- Given entries -
-------
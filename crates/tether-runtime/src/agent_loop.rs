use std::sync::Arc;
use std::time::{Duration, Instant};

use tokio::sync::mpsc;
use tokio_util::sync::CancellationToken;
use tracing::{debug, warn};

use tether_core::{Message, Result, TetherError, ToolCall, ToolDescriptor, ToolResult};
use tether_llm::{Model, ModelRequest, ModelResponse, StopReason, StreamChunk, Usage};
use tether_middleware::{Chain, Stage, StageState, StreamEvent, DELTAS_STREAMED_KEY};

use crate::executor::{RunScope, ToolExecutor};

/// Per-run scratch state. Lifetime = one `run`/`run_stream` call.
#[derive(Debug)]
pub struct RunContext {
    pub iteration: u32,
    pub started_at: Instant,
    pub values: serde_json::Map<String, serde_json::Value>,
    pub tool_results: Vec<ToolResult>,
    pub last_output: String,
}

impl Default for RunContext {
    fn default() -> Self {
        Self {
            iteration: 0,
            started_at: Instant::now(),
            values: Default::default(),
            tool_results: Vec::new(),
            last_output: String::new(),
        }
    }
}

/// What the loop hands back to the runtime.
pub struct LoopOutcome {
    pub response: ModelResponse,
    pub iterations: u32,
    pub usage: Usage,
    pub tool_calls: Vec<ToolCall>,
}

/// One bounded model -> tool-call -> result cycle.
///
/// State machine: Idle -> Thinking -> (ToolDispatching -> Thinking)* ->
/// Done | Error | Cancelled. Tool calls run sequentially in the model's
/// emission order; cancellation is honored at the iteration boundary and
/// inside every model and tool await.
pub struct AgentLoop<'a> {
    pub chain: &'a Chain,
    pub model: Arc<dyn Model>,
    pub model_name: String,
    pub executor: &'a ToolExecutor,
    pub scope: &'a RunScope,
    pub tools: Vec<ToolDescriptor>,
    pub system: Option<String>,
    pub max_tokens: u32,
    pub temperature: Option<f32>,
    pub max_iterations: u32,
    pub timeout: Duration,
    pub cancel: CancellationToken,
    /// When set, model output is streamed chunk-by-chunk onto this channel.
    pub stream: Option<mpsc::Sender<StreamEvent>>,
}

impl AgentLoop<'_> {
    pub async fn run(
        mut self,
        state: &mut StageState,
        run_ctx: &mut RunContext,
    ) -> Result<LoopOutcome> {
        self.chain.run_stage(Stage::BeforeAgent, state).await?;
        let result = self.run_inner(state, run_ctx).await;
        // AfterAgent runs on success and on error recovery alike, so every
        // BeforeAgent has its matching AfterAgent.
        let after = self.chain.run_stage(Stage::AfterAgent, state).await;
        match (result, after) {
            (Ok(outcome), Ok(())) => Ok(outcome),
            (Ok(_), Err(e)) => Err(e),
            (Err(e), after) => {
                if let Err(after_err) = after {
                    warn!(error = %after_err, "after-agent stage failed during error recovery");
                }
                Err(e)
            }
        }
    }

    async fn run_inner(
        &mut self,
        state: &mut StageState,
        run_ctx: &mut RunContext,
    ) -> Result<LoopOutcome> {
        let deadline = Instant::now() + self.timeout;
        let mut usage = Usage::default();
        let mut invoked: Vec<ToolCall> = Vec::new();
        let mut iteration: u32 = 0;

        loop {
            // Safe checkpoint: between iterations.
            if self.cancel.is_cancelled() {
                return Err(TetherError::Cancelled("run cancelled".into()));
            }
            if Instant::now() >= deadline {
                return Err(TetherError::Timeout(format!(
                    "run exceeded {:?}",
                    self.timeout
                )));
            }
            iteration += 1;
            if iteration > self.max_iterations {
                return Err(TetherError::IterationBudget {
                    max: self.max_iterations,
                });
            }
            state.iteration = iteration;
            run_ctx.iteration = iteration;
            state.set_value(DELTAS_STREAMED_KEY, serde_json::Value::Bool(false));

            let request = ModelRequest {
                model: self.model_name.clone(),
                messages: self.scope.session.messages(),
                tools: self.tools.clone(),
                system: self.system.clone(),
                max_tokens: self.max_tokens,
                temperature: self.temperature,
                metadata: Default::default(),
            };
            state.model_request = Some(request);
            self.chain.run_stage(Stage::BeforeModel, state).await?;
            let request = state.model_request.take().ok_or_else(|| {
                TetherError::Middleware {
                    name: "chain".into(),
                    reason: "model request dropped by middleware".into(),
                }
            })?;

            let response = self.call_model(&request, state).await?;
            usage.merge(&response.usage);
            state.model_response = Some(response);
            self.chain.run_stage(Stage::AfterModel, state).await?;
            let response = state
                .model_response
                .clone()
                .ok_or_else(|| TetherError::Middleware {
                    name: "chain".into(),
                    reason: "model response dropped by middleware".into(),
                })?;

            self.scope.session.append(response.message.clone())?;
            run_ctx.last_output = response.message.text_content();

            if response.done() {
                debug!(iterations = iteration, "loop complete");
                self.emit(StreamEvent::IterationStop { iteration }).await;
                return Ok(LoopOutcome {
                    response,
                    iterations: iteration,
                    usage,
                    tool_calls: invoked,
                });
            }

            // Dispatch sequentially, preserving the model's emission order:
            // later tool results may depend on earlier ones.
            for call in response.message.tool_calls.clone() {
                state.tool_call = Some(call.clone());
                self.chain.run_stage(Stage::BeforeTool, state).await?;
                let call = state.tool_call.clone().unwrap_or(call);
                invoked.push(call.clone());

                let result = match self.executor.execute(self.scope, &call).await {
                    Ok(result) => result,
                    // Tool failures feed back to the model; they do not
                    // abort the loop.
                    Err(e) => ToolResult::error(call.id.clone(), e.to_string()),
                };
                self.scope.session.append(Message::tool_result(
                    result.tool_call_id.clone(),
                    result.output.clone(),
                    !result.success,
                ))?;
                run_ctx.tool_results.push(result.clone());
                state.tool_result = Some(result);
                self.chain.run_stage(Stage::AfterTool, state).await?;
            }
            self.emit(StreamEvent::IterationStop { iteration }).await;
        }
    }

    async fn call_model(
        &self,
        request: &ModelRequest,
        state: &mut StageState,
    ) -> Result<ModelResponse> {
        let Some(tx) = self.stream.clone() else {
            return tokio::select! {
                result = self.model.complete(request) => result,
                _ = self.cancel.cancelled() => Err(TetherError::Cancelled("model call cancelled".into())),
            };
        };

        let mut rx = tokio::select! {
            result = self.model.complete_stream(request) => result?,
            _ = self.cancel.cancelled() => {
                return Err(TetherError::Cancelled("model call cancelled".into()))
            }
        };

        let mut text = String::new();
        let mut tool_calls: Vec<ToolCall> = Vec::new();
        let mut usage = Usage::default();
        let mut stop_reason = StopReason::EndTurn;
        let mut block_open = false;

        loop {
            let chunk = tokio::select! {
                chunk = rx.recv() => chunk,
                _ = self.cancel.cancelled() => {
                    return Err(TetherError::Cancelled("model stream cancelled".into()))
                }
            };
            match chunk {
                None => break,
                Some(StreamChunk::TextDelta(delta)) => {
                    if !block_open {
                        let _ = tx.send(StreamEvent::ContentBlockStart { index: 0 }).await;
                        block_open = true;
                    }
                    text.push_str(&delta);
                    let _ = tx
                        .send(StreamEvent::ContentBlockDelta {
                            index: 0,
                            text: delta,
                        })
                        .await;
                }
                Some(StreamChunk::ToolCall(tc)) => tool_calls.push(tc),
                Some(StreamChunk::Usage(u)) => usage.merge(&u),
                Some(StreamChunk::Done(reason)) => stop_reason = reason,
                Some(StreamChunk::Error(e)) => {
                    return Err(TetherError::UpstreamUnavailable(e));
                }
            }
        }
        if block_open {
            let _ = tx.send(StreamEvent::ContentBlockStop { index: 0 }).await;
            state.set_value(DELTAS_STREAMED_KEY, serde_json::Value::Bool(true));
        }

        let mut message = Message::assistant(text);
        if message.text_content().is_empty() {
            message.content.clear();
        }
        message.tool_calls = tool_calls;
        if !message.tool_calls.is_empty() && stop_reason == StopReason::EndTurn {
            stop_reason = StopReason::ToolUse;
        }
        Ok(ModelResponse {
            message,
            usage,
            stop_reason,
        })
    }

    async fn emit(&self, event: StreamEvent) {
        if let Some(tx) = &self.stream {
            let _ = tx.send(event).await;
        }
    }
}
-------
- About this exercise -
All lines with the word "index" must be located in the data and copied.

- Solution -
                        let _ = tx.send(StreamEvent::ContentBlockStart { index: 0 }).await;
                            index: 0,
            let _ = tx.send(StreamEvent::ContentBlockStop { index: 0 }).await;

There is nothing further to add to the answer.